IBM has announced a cloud-basedbusiness analyticsservice to challenge more
established cloud computing players such as Amazon, Google and
Microsoft.
IBM said its private cloud, which is already being used
internally, is the largest of its kind and launches with more than
a petabyte of data.
The
Smart Analytics Cloud service uses this cloud infrastructure to
enable IBM customers to build their own private cloud
environments.
The service will enable companies to consolidate and virtualise
business intelligence using a cloud computing model to save on
hardware and power costs.
The service is aimed at providing business intelligence
services, systems and software to enable businesses to share
business intelligence across the enterprise.
For many companies, this will be an improvement on separate
business intelligence systems for each department using their own
limited hardware and data sources.
Analysts said IBM has lagged behind in cloud services, but still
has the opportunity to take advantage of the cloud computing, which
Gartner predicts will reach up to $3.4bn in sales this year.

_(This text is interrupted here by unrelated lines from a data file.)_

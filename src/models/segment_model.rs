use std::collections::BTreeSet;

use chrono::{DateTime, Utc};
use serde::{Deserialize, Serialize};

use crate::models::contact_model::Contact;

/// Grupo de contactos con nombre. Los miembros se leen siempre desde la DB,
/// nunca se cachean.
#[derive(Debug, Clone, PartialEq, Serialize, Deserialize)]
pub struct Segment {
    pub id: i64,
    pub name: String,
    pub user_id: i64,
    pub contacts: Vec<Contact>,
    pub created_at: DateTime<Utc>,
    pub updated_at: DateTime<Utc>,
}

impl Segment {
    pub fn contact_ids(&self) -> Vec<i64> {
        self.contacts.iter().map(|c| c.id).collect()
    }
}

/// Request para crear o actualizar un segmento.
/// `contacts` son emails de contactos existentes.
#[derive(Debug, Clone, Deserialize)]
pub struct CreateOrUpdateSegment {
    pub username: String,
    pub name: String,
    #[serde(default)]
    pub contacts: BTreeSet<String>,
}

#[derive(Debug, Clone, Deserialize)]
pub struct AddContactsRequest {
    pub contacts: BTreeSet<String>,
}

Internally called Blue Insight, IBM's cloud environment gathers
information from nearly 100 different information warehouses and
data stores.
IBM said that the system provides its employees in sales,
marketing, product development, and engineering-access to a wide
range of client and market data.
"By turning that data into insight for IBM's sales force and
development communities, IBM will be able to deliver more value in
the solutions and services it offers to its clients," the company
said.
Blue Insight runs on a System z10 mainframe computer with 48
processors and strong cryptography, enabling it to handle up to
10,000 secure transactions a second.